Dalla sua loquela è infatti bandita ogni ipocrisia umanitaria, nel suo lessico crudo e dozzinale le inflessioni patetiche sono riservate solo per le famiglie e i “cittadini onesti”, i “papà” come lui, che possono votarlo. Il cosiddetto “capitano” non ama le perifrasi, tira ad andare sempre dritto al punto, propagandando in ogni modo e con ogni mezzo che Riace deve sparire come pure devono sparire tutte le realtà di convivenza pacifica e produttiva tra autoctoni e stranieri. L’imperativo di questo ministro degli interni che come tale dà la linea a tutti gli altri ministeri non lascia dubbi: ciò che vuole come assoluta priorità politica, prima di ogni questione economica e finanziaria, non è altro che blindare le frontiere italiane, seminare un’illegalità sempre più diffusa tra gli “immigrati”, alimentare discordie e scontri, favorire ronde di provocatori, sguinzagliare forze del (dis)ordine dappertutto.
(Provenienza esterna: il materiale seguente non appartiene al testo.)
use serde::Deserialize;

#[derive(Debug, Clone, Deserialize)]
pub struct JwtConfig {
    pub secret: String,
    pub ttl_minutes: i64,
}

#[derive(Debug, Clone, Deserialize)]
pub struct AppConfig {
    pub database_url: String,
    pub jwt: JwtConfig,
}

impl AppConfig {
    pub fn from_env() -> anyhow::Result<Self> {
        let database_url = std::env::var("DATABASE_URL")?;
        let jwt = JwtConfig {
            secret: std::env::var("JWT_SECRET")?,
            ttl_minutes: std::env::var("JWT_TTL_MINUTES")
                .ok()
                .and_then(|v| v.parse::<i64>().ok())
                .unwrap_or(60),
        };
        Ok(Self { database_url, jwt })
    }
}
Perché tutto questo? Perché siamo giunti a questo punto? Non si tratta di una domanda retorica. Da come le si risponde dipendono le capacità di sottrarsi al vicolo cieco dove ci vogliono cacciare questi governanti giallo-verdi. Certo è che se Salvini e il suo governo vogliono il peggio per gli “immigrati” è perché puntano a far leva sui sentimenti più grezzi dei votanti in Italia: sulla diffidenza,sulla paura e l’odio nei confronti del diverso, dell’estraneo, del più povero e dello straniero, il tutto per favorire forme di schiavismo e ricavarne consensi ai fini di un potere del tutto personale.

Ma attenzione a soddisfarsi di una simile spiegazione: come se questo tipo di paura e odio rappresentasse un’ evidente deviazione, una flagrante scorrettezza rispetto ad una supposta correttezza umanitaria naturalmente foriera di tolleranza, amicizia e coraggio nei confronti di qualunque altro, diverso o straniero. A questo proposito non possiamo dimenticare che lo schiavismo coloniale si è più o meno sempre ammantato di retoriche pie o che in nome dell'”umanità” e dei suoi diritti negli ultimi decenni si sono rasi al suolo interi paesi (vedi Libia, non per nulla finita in preda di un caos inestricabile).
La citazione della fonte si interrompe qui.